Many Protestants felt unable to live in independent Ireland. Author Julie Parsons tracks down some of the families who left 20th-century Dún Laoghaire

Elizabeth and Andy Parsons, parents of Julie Parsons, on their wedding day in 1945.

I was born in New Zealand in 1951, the child of Irish emigrants. My mother was always homesick. She longed for Ireland. Circumstances meant that she spent many years away from home but, as soon as she could, she returned to Dún Laoghaire where she had spent her childhood. She brought her children with her. We were aged from 17 to nine. I was the 12-year-old in the middle.

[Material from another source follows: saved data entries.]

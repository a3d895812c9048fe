//! Typed padscript configuration

use std::path::{Path, PathBuf};
use std::time::Duration;

use serde::{Deserialize, Serialize};
use tracing::{debug, info, instrument};

use crate::error::{ConfigError, ConfigResult, Section};
use crate::loader::YamlLoader;

/// Default configuration file name
pub const DEFAULT_CONFIG_FILE: &str = "padscript.yaml";

/// Default line speed of the 3-byte serial adapter
pub const DEFAULT_SERIAL_BAUD: u32 = 1_000_000;

/// Default line speed of PABotBase firmware
pub const DEFAULT_PABOTBASE_BAUD: u32 = 115_200;

/// Default 3DS input-redirection port
pub const DEFAULT_THREEDS_PORT: u16 = 4950;

/// Which output backend drives the controller
#[derive(Debug, Clone, Copy, Default, PartialEq, Eq, Serialize, Deserialize)]
pub enum BackendKind {
    #[serde(rename = "serial")]
    Serial,
    #[serde(rename = "pabotbase")]
    PaBotBase,
    #[serde(rename = "threeds")]
    ThreeDs,
    #[default]
    #[serde(rename = "dry_run")]
    DryRun,
}

impl std::fmt::Display for BackendKind {
    fn fmt(&self, f: &mut std::fmt::Formatter<'_>) -> std::fmt::Result {
        f.write_str(match self {
            BackendKind::Serial => "serial",
            BackendKind::PaBotBase => "pabotbase",
            BackendKind::ThreeDs => "threeds",
            BackendKind::DryRun => "dry_run",
        })
    }
}

#[derive(Debug, Clone, PartialEq, Eq, Serialize, Deserialize)]
#[serde(default)]
pub struct BackendConfig {
    pub kind: BackendKind,
    /// Serial device node
    pub device: Option<PathBuf>,
    /// Serial line speed; the backend's default when unset
    pub baud: Option<u32>,
    /// Keep-alive resend interval
    pub keepalive_ms: u64,
    /// Neutral warm-up after a serial connect
    pub warmup_ms: u64,
    /// 3DS address
    pub host: Option<String>,
    pub port: u16,
}

impl Default for BackendConfig {
    fn default() -> Self {
        Self {
            kind: BackendKind::default(),
            device: None,
            baud: None,
            keepalive_ms: 50,
            warmup_ms: 1000,
            host: None,
            port: DEFAULT_THREEDS_PORT,
        }
    }
}

impl BackendConfig {
    pub fn baud(&self) -> u32 {
        self.baud.unwrap_or(match self.kind {
            BackendKind::PaBotBase => DEFAULT_PABOTBASE_BAUD,
            _ => DEFAULT_SERIAL_BAUD,
        })
    }

    pub fn keepalive(&self) -> Duration {
        Duration::from_millis(self.keepalive_ms)
    }

    pub fn warmup(&self) -> Duration {
        Duration::from_millis(self.warmup_ms)
    }
}

/// External script runner settings
#[derive(Debug, Clone, PartialEq, Serialize, Deserialize)]
#[serde(default)]
pub struct ExternalConfig {
    /// Relative script paths resolve here
    pub dir: PathBuf,
    pub interpreter: String,
    pub timeout_s: f64,
}

impl Default for ExternalConfig {
    fn default() -> Self {
        Self {
            dir: PathBuf::from("py_scripts"),
            interpreter: "python3".to_string(),
            timeout_s: 10.0,
        }
    }
}

impl ExternalConfig {
    pub fn timeout(&self) -> Duration {
        Duration::try_from_secs_f64(self.timeout_s).unwrap_or(Duration::MAX)
    }
}

#[derive(Debug, Clone, PartialEq, Eq, Serialize, Deserialize)]
#[serde(default)]
pub struct LoggingConfig {
    /// `EnvFilter` directive used when `RUST_LOG` is unset
    pub filter: String,
}

impl Default for LoggingConfig {
    fn default() -> Self {
        Self {
            filter: "info".to_string(),
        }
    }
}

/// Root of `padscript.yaml`
#[derive(Debug, Clone, Default, PartialEq, Serialize, Deserialize)]
#[serde(default, deny_unknown_fields)]
pub struct PadConfig {
    pub backend: BackendConfig,
    pub external: ExternalConfig,
    pub logging: LoggingConfig,
}

impl PadConfig {
    /// Load `path`, or the defaults when the file does not exist
    ///
    /// A relative `external.dir` is resolved against the file's directory.
    #[instrument(skip_all, fields(path = %path.as_ref().display()))]
    pub fn load(path: impl AsRef<Path>) -> ConfigResult<Self> {
        let path = path.as_ref();
        if !path.exists() {
            info!("No configuration file, using defaults");
            return Ok(Self::default());
        }

        let base_dir = path
            .parent()
            .filter(|p| !p.as_os_str().is_empty())
            .map(Path::to_path_buf)
            .unwrap_or_else(|| PathBuf::from("."));
        let file = path.file_name().map(Path::new).unwrap_or(path);
        let value = YamlLoader::new(&base_dir).load_file(file)?;
        let mut config = Self::from_value(value, path)?;

        if config.external.dir.is_relative() {
            config.external.dir = base_dir.join(&config.external.dir);
        }
        debug!(backend = %config.backend.kind, "Configuration loaded");
        Ok(config)
    }

    /// Parse a configuration from YAML text (tags expanded relative to `.`)
    pub fn from_yaml_str(content: &str) -> ConfigResult<Self> {
        let source = Path::new(DEFAULT_CONFIG_FILE);
        let value = YamlLoader::new(".").load_string(content, source)?;
        Self::from_value(value, source)
    }

    fn from_value(value: serde_yaml::Value, source: &Path) -> ConfigResult<Self> {
        // An empty document is the defaults
        if value.is_null() {
            return Ok(Self::default());
        }
        let config: Self = serde_yaml::from_value(value).map_err(|e| ConfigError::Schema {
            path: source.to_path_buf(),
            source: e,
        })?;
        config.validate()?;
        Ok(config)
    }

    pub fn validate(&self) -> ConfigResult<()> {
        let backend = &self.backend;
        match backend.kind {
            BackendKind::Serial | BackendKind::PaBotBase if backend.device.is_none() => {
                return Err(invalid(Section::Backend, "device", "required for serial devices"));
            }
            BackendKind::Serial | BackendKind::PaBotBase if backend.baud == Some(0) => {
                return Err(invalid(Section::Backend, "baud", "must be greater than zero"));
            }
            BackendKind::ThreeDs
                if backend.host.as_deref().map_or(true, |h| h.trim().is_empty()) =>
            {
                return Err(invalid(Section::Backend, "host", "required for the threeds backend"));
            }
            BackendKind::ThreeDs if backend.port == 0 => {
                return Err(invalid(Section::Backend, "port", "must be non-zero"));
            }
            _ => {}
        }
        if backend.kind != BackendKind::DryRun && backend.keepalive_ms == 0 {
            return Err(invalid(Section::Backend, "keepalive_ms", "must be greater than zero"));
        }
        if !self.external.timeout_s.is_finite() || self.external.timeout_s <= 0.0 {
            return Err(invalid(Section::External, "timeout_s", "must be a positive number of seconds"));
        }
        if self.external.interpreter.trim().is_empty() {
            return Err(invalid(Section::External, "interpreter", "must not be empty"));
        }
        if self.logging.filter.trim().is_empty() {
            return Err(invalid(Section::Logging, "filter", "must not be empty"));
        }
        Ok(())
    }
}

fn invalid(section: Section, field: &'static str, reason: &'static str) -> ConfigError {
    ConfigError::InvalidValue {
        section,
        field,
        reason,
    }
}

#[cfg(test)]
mod tests {
    use super::*;

    #[test]
    fn test_defaults() {
        let config = PadConfig::from_yaml_str("").unwrap();
        assert_eq!(config, PadConfig::default());
        assert_eq!(config.backend.kind, BackendKind::DryRun);
        assert_eq!(config.backend.keepalive(), Duration::from_millis(50));
        assert_eq!(config.external.timeout(), Duration::from_secs(10));
        assert_eq!(config.logging.filter, "info");
    }

    #[test]
    fn test_serial_backend() {
        let config = PadConfig::from_yaml_str(
            "backend:\n  kind: serial\n  device: /dev/ttyACM0\n  warmup_ms: 250\n",
        )
        .unwrap();
        assert_eq!(config.backend.kind, BackendKind::Serial);
        assert_eq!(config.backend.device, Some(PathBuf::from("/dev/ttyACM0")));
        assert_eq!(config.backend.warmup(), Duration::from_millis(250));
        assert_eq!(config.backend.keepalive_ms, 50);
        assert_eq!(config.backend.baud(), DEFAULT_SERIAL_BAUD);

        let config = PadConfig::from_yaml_str(
            "backend:\n  kind: serial\n  device: /dev/ttyUSB0\n  baud: 115200\n",
        )
        .unwrap();
        assert_eq!(config.backend.baud(), 115_200);
    }

    #[test]
    fn test_pabotbase_backend() {
        let config =
            PadConfig::from_yaml_str("backend:\n  kind: pabotbase\n  device: /dev/ttyACM0\n").unwrap();
        assert_eq!(config.backend.kind, BackendKind::PaBotBase);
        assert_eq!(config.backend.kind.to_string(), "pabotbase");
        assert_eq!(config.backend.baud(), DEFAULT_PABOTBASE_BAUD);
    }

    #[test]
    fn test_threeds_backend() {
        let config =
            PadConfig::from_yaml_str("backend:\n  kind: threeds\n  host: 192.168.1.20\n").unwrap();
        assert_eq!(config.backend.kind, BackendKind::ThreeDs);
        assert_eq!(config.backend.port, DEFAULT_THREEDS_PORT);
    }

    #[test]
    fn test_validation_errors() {
        for (yaml, key) in [
            ("backend:\n  kind: serial\n", "backend.device"),
            ("backend:\n  kind: pabotbase\n", "backend.device"),
            ("backend:\n  kind: threeds\n", "backend.host"),
            ("backend:\n  kind: threeds\n  host: ' '\n", "backend.host"),
            (
                "backend:\n  kind: serial\n  device: /dev/x\n  keepalive_ms: 0\n",
                "backend.keepalive_ms",
            ),
            ("backend:\n  kind: serial\n  device: /dev/x\n  baud: 0\n", "backend.baud"),
            ("external:\n  timeout_s: 0\n", "external.timeout_s"),
            ("logging:\n  filter: ''\n", "logging.filter"),
        ] {
            match PadConfig::from_yaml_str(yaml) {
                Err(e @ ConfigError::InvalidValue { .. }) => {
                    assert_eq!(e.key().as_deref(), Some(key), "{yaml}");
                    assert!(e.to_string().starts_with(key), "{e}");
                }
                other => panic!("expected InvalidValue for {yaml:?}, got {other:?}"),
            }
        }
    }

    #[test]
    fn test_schema_errors() {
        assert!(matches!(
            PadConfig::from_yaml_str("backend:\n  kind: bluetooth\n"),
            Err(ConfigError::Schema { .. })
        ));
        assert!(matches!(
            PadConfig::from_yaml_str("backnd: {}\n"),
            Err(ConfigError::Schema { .. })
        ));
    }
}
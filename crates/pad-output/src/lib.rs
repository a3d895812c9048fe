//! Controller output backends
//!
//! A backend owns the current [`ButtonState`] and a transport. Every state
//! change is encoded and transmitted immediately under one lock, and a
//! keep-alive thread resends the same guarded state periodically so the
//! receiving hardware never times out during idle stretches.
//!
//! # Backends
//!
//! - [`SerialBackend`] - 3-byte packets over a serial device
//! - [`PabotBackend`] - checksummed timed commands to PABotBase firmware
//! - [`ThreeDsBackend`] - 20-byte input-redirection datagrams over UDP
//! - [`DryRunBackend`] - records states in memory, no hardware

mod backend;
mod button;
mod dry_run;
mod keepalive;
mod link;
pub mod pabotbase;
pub mod serial;
mod state;
pub mod threeds;

pub use backend::{BackendError, BackendResult, Capability, OutputBackend};
pub use button::{Button, InterfaceButton, IrButton, UnknownButton};
pub use dry_run::DryRunBackend;
pub use keepalive::KeepAlive;
pub use pabotbase::{PabotBackend, PabotSettings};
pub use serial::{SerialBackend, SerialSettings};
pub use state::{ButtonState, Stick, TouchPoint, TOUCH_HEIGHT, TOUCH_WIDTH};
pub use threeds::ThreeDsBackend;
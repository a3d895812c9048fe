//! Run identifier for tracking a single script execution

use serde::{Deserialize, Serialize};
use ulid::Ulid;

/// Identifier of one script run
///
/// Every run carries a RunId that shows up in log fields and run events,
/// so the output of overlapping runs (a rejected second start, a run that
/// is stopped while a new one is queued by the caller) can be told apart.
#[derive(Debug, Clone, PartialEq, Eq, Hash, Serialize, Deserialize)]
pub struct RunId(String);

impl RunId {
    /// Create a new run id with a fresh ULID
    pub fn new() -> Self {
        Self(Ulid::new().to_string())
    }

    /// Create a run id with a specific value
    pub fn with_id(id: impl Into<String>) -> Self {
        Self(id.into())
    }

    /// Get the id as a string
    pub fn as_str(&self) -> &str {
        &self.0
    }
}

impl Default for RunId {
    fn default() -> Self {
        Self::new()
    }
}

impl std::fmt::Display for RunId {
    fn fmt(&self, f: &mut std::fmt::Formatter<'_>) -> std::fmt::Result {
        write!(f, "{}", self.0)
    }
}
//! Guarded current state plus transport
//!
//! Immediate sends and keep-alive resends both go through [`Link`], so the
//! encode-and-write of a state always happens under the same lock that
//! mutates it.

use std::io;
use std::sync::{Arc, Mutex, MutexGuard, PoisonError};

use tracing::{trace, warn};

use crate::backend::{BackendError, BackendResult};
use crate::state::ButtonState;

/// Encodes and writes one state snapshot
pub(crate) trait Transport: Send + 'static {
    fn send(&mut self, state: &ButtonState) -> io::Result<()>;
}

struct Inner<T> {
    state: ButtonState,
    transport: Option<T>,
}

/// Shared handle to the guarded state; clones refer to the same link
pub(crate) struct Link<T> {
    backend: &'static str,
    inner: Arc<Mutex<Inner<T>>>,
}

impl<T> Clone for Link<T> {
    fn clone(&self) -> Self {
        Self {
            backend: self.backend,
            inner: Arc::clone(&self.inner),
        }
    }
}

impl<T: Transport> Link<T> {
    pub(crate) fn new(backend: &'static str) -> Self {
        Self {
            backend,
            inner: Arc::new(Mutex::new(Inner {
                state: ButtonState::neutral(),
                transport: None,
            })),
        }
    }

    fn lock(&self) -> MutexGuard<'_, Inner<T>> {
        self.inner.lock().unwrap_or_else(PoisonError::into_inner)
    }

    /// Attach a transport and send the current state through it
    pub(crate) fn attach(&self, transport: T) {
        let mut inner = self.lock();
        inner.transport = Some(transport);
        Self::transmit(self.backend, &mut inner);
    }

    /// Detach the transport, returning it
    pub(crate) fn detach(&self) -> Option<T> {
        self.lock().transport.take()
    }

    pub(crate) fn is_connected(&self) -> bool {
        self.lock().transport.is_some()
    }

    pub(crate) fn snapshot(&self) -> ButtonState {
        self.lock().state.clone()
    }

    /// Mutate the state and transmit it without releasing the lock
    pub(crate) fn update(&self, change: &mut dyn FnMut(&mut ButtonState)) -> BackendResult<()> {
        let mut inner = self.lock();
        if inner.transport.is_none() {
            return Err(BackendError::NotConnected {
                backend: self.backend,
            });
        }
        change(&mut inner.state);
        Self::transmit(self.backend, &mut inner);
        Ok(())
    }

    /// Resend the current state; returns false once no transport remains
    pub(crate) fn resend(&self) -> bool {
        let mut inner = self.lock();
        Self::transmit(self.backend, &mut inner)
    }

    /// Run `f` against the transport while holding the lock
    pub(crate) fn with_transport<R>(
        &self,
        f: impl FnOnce(&mut T) -> io::Result<R>,
    ) -> BackendResult<R> {
        let mut inner = self.lock();
        let transport = inner.transport.as_mut().ok_or(BackendError::NotConnected {
            backend: self.backend,
        })?;
        Ok(f(transport)?)
    }

    fn transmit(backend: &'static str, inner: &mut Inner<T>) -> bool {
        let Inner { state, transport } = inner;
        let Some(t) = transport.as_mut() else {
            return false;
        };
        match t.send(state) {
            Ok(()) => {
                trace!(backend, "state transmitted");
                true
            }
            Err(e) => {
                warn!(backend, error = %e, "transport write failed, marking disconnected");
                *transport = None;
                false
            }
        }
    }
}
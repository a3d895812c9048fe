//! run_external

use std::path::Path;

use pad_core::{Command, Value};
use tracing::{info, instrument};

use crate::context::{duration_ms, ExecutionContext};
use crate::error::{ScriptError, ScriptResult};
use crate::registry::Flow;

/// Resolve `args` to a list: a literal list, a `$var` holding one, or a
/// JSON list written as a string
fn args_arg(ctx: &ExecutionContext, cmd: &Command) -> ScriptResult<Vec<Value>> {
    let Some(raw) = cmd.get("args") else {
        return Ok(Vec::new());
    };
    let resolved = match ctx.resolve_deep(raw)? {
        Value::String(text) if text.trim_start().starts_with('[') => {
            let parsed: Value = serde_json::from_str(&text)
                .map_err(|e| ScriptError::invalid(format!("run_external: args: {e}")))?;
            ctx.resolve_deep(&parsed)?
        }
        other => other,
    };
    match resolved {
        Value::Array(items) => Ok(items),
        Value::Null => Ok(Vec::new()),
        other => Err(ScriptError::invalid(format!(
            "run_external: args must be a list, got {other}"
        ))),
    }
}

#[instrument(skip_all, fields(ip = ctx.ip))]
pub(super) fn run_external(ctx: &mut ExecutionContext, cmd: &Command) -> ScriptResult<Flow> {
    let file = match ctx.required(cmd, "file")? {
        Value::String(file) if !file.trim().is_empty() => file.trim().to_string(),
        other => {
            return Err(ScriptError::invalid(format!(
                "run_external: file must be a non-empty string, got {other}"
            )))
        }
    };
    let args = args_arg(ctx, cmd)?;
    let timeout = match ctx.number_arg(cmd, "timeout_s", 0.0)? {
        secs if secs > 0.0 => duration_ms(secs * 1000.0),
        _ => ctx.external().default_timeout(),
    };

    let result = ctx.external().run(Path::new(&file), &args, timeout)?;
    info!(file = %file, "external script returned");

    let out = ctx.out_name(cmd, "out", "");
    if !out.is_empty() {
        ctx.set_var(out, result);
    }
    Ok(Flow::Next)
}

#[cfg(test)]
mod tests {
    use super::*;
    use crate::external::{ExternalError, ExternalRunner};
    use crate::frame::NoFrames;
    use crate::preprocess::JumpTable;
    use serde_json::json;
    use std::sync::{Arc, Mutex};
    use std::time::Duration;

    /// Echoes its arguments back and records each call
    #[derive(Default)]
    struct EchoRunner {
        calls: Mutex<Vec<(String, Duration)>>,
    }

    impl ExternalRunner for EchoRunner {
        fn run(&self, path: &Path, args: &[Value], timeout: Duration) -> Result<Value, ExternalError> {
            if path.to_string_lossy() == "missing.py" {
                return Err(ExternalError::NotFound(path.to_path_buf()));
            }
            self.calls
                .lock()
                .unwrap()
                .push((path.to_string_lossy().into_owned(), timeout));
            Ok(json!({ "args": args }))
        }
    }

    fn context(runner: Arc<EchoRunner>) -> ExecutionContext {
        ExecutionContext::new(JumpTable::default(), None, Arc::new(NoFrames), runner)
    }

    #[test]
    fn test_run_external_stores_result() {
        let runner = Arc::new(EchoRunner::default());
        let mut ctx = context(runner.clone());
        ctx.set_var("seed", json!(1234));

        let cmd = Command::new("run_external")
            .with_arg("file", "rng.py")
            .with_arg("args", json!(["$seed", 2]))
            .with_arg("timeout_s", 3)
            .with_arg("out", "result");
        run_external(&mut ctx, &cmd).unwrap();

        assert_eq!(ctx.var("result"), Some(&json!({"args": [1234, 2]})));
        let calls = runner.calls.lock().unwrap();
        assert_eq!(calls[0], ("rng.py".to_string(), Duration::from_secs(3)));
    }

    #[test]
    fn test_args_from_variable_and_string() {
        let runner = Arc::new(EchoRunner::default());
        let mut ctx = context(runner.clone());
        ctx.set_var("list", json!(["a", "b"]));

        let cmd = Command::new("run_external")
            .with_arg("file", "x.py")
            .with_arg("args", "$list")
            .with_arg("out", "r");
        run_external(&mut ctx, &cmd).unwrap();
        assert_eq!(ctx.var("r"), Some(&json!({"args": ["a", "b"]})));

        let cmd = cmd.with_arg("args", "[1, \"$list\"]");
        run_external(&mut ctx, &cmd).unwrap();
        assert_eq!(ctx.var("r"), Some(&json!({"args": [1, ["a", "b"]]})));

        // default timeout
        assert_eq!(runner.calls.lock().unwrap()[0].1, Duration::from_secs(10));

        let bad = Command::new("run_external").with_arg("file", "x.py").with_arg("args", 5);
        assert!(run_external(&mut ctx, &bad).is_err());
    }

    #[test]
    fn test_runner_failure_aborts() {
        let mut ctx = context(Arc::new(EchoRunner::default()));
        let cmd = Command::new("run_external").with_arg("file", "missing.py");
        assert!(matches!(
            run_external(&mut ctx, &cmd),
            Err(ScriptError::External(ExternalError::NotFound(_)))
        ));
    }
}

My mother had always told us we were Irish. But the Ireland we returned to in May 1963 was not the Ireland of her experience and her memory. Her Ireland was a Protestant world; her father was the rector of the Mariners’ Church in what she still called “Kingstown”.

Julie Parsons, aged 12, and her mother, Elizabeth, on the boat travelling from New Zealand to Ireland.

Their Protestant world was unionist: the Mariners’ parish magazine published in June 1916, after the Easter Rising, described in great detail the response to the troops brought over from England to put down the rebellion.

“The Kingstown people rich and poor, vied with each other to make the troops comfortable and showing them every possible kindness. Many of the men had come over at such short notice minus their kit bags and their pay and it well behoved us to come to their help.”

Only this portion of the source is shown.